━━━ Provided data ━━━
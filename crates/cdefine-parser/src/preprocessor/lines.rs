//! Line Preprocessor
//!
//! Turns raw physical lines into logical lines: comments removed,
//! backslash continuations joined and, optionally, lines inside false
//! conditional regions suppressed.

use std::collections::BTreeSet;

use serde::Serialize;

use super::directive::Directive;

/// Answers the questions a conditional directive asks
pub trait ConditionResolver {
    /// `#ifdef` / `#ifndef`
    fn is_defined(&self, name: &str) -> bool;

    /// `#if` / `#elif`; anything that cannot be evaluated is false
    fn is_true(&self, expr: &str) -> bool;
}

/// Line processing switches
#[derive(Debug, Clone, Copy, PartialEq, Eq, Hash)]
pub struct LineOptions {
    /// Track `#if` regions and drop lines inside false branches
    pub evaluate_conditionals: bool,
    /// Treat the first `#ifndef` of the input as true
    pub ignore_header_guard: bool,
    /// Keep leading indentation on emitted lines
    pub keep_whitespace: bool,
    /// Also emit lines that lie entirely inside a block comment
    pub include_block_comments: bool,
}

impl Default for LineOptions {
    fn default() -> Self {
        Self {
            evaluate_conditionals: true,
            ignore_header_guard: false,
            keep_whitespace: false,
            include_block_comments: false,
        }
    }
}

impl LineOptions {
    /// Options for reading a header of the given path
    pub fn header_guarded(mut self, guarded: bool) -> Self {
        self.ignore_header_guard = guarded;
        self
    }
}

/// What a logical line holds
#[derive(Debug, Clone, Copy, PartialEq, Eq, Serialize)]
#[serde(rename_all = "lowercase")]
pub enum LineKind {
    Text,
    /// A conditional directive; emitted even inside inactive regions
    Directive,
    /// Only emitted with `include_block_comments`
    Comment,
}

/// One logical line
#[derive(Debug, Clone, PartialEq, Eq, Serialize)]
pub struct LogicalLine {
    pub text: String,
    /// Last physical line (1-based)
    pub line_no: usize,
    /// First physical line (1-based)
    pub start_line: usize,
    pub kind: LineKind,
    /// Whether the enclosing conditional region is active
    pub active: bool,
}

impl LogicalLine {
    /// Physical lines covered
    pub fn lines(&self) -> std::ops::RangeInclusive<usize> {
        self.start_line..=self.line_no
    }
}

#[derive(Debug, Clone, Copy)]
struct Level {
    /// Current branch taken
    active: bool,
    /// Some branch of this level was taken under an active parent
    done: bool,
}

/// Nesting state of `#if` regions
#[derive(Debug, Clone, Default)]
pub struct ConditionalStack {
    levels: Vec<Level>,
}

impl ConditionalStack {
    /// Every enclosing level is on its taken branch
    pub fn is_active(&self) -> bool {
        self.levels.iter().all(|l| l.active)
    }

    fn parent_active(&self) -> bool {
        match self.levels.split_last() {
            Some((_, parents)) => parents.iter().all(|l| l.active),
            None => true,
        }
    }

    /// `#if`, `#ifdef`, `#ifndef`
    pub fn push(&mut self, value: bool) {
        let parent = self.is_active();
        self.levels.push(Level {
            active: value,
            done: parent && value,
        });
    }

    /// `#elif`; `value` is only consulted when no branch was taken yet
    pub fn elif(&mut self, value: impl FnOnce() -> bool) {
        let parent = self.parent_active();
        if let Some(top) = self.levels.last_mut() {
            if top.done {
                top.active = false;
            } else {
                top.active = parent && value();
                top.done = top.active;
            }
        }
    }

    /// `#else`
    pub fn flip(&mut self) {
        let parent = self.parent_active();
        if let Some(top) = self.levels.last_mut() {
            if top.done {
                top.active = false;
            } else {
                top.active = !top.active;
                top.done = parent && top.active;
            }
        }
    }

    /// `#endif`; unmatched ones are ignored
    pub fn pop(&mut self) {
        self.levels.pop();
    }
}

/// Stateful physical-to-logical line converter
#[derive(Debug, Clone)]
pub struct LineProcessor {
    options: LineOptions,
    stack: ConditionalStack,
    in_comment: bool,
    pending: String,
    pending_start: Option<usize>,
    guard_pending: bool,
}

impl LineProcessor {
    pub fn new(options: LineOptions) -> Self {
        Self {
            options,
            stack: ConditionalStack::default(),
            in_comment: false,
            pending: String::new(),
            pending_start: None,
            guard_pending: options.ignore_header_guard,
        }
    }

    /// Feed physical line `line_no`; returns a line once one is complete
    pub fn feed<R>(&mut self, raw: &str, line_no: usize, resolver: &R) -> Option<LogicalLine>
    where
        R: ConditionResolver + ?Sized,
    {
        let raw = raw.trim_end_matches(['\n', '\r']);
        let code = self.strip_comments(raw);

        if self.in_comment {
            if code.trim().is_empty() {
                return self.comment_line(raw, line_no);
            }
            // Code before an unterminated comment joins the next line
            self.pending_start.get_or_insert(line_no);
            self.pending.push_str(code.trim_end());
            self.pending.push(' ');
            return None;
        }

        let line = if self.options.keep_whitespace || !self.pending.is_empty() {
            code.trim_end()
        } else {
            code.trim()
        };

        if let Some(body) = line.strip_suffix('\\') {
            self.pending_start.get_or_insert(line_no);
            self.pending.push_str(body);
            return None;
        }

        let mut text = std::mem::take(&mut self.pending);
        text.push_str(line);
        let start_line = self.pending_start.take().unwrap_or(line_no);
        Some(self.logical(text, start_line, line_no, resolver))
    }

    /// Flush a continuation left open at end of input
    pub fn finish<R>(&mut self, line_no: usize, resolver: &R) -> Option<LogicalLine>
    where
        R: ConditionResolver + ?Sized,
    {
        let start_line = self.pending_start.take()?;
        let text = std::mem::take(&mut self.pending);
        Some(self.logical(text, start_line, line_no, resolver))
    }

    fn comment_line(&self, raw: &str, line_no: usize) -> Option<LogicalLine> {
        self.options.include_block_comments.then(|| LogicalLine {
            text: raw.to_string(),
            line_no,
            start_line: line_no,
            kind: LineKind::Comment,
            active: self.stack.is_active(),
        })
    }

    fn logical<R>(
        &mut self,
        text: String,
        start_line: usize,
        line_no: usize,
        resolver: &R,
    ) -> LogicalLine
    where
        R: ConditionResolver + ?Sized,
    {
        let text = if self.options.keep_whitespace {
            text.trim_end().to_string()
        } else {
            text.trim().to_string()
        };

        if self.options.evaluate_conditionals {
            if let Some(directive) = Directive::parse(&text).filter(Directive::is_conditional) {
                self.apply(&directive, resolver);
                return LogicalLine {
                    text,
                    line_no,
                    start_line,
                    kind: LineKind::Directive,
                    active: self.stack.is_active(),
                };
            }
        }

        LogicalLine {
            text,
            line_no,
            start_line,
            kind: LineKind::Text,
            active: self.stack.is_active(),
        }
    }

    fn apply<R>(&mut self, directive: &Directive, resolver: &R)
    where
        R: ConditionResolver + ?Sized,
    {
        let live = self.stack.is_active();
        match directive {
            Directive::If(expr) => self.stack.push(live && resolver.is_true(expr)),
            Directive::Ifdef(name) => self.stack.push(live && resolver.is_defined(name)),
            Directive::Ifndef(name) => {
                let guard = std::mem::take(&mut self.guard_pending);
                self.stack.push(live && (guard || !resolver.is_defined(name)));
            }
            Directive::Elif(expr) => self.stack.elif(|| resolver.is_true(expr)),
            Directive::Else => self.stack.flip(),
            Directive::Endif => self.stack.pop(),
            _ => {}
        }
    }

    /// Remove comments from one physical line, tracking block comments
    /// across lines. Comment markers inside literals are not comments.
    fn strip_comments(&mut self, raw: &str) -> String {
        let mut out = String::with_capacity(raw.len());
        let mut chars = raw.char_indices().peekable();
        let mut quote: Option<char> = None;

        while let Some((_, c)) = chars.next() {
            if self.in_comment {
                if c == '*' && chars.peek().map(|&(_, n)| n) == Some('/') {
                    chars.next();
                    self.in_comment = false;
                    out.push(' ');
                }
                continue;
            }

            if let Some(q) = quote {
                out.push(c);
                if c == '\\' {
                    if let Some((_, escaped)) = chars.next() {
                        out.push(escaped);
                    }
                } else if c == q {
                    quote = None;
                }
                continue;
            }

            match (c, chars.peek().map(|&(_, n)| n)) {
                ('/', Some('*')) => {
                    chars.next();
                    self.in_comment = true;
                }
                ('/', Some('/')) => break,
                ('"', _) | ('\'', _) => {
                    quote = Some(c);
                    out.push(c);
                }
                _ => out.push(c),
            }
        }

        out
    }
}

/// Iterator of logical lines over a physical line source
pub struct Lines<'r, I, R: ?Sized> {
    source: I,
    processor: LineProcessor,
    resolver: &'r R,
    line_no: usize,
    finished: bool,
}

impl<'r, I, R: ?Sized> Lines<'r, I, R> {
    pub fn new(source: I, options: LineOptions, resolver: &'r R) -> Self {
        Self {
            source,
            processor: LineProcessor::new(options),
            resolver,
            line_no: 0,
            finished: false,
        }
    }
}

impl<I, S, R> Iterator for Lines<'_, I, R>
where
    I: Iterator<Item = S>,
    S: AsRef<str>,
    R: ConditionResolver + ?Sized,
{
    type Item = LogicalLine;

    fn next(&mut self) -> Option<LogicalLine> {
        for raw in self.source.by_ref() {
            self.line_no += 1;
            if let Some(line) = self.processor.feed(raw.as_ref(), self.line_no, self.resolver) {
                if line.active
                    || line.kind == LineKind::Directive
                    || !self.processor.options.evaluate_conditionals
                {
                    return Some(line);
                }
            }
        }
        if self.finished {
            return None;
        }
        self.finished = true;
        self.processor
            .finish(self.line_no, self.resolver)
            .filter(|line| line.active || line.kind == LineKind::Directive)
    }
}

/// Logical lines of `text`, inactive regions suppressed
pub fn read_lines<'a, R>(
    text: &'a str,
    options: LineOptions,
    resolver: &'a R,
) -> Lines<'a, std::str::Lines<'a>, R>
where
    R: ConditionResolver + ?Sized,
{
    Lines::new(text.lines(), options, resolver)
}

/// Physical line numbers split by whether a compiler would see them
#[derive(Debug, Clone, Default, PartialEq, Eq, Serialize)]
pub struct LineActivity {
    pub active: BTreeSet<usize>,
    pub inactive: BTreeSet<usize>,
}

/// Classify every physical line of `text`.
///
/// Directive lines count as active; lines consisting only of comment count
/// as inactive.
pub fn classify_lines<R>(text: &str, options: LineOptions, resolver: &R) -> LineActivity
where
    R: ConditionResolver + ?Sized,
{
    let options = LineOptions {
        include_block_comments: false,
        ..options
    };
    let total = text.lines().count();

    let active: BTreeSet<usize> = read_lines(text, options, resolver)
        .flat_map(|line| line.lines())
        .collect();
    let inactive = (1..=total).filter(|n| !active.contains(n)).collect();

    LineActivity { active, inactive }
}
━━━
[What is being asked] Among the lines of the data, find every one that holds "based" and copy it.

[Task output]
    /// Last physical line (1-based)
    /// First physical line (1-based)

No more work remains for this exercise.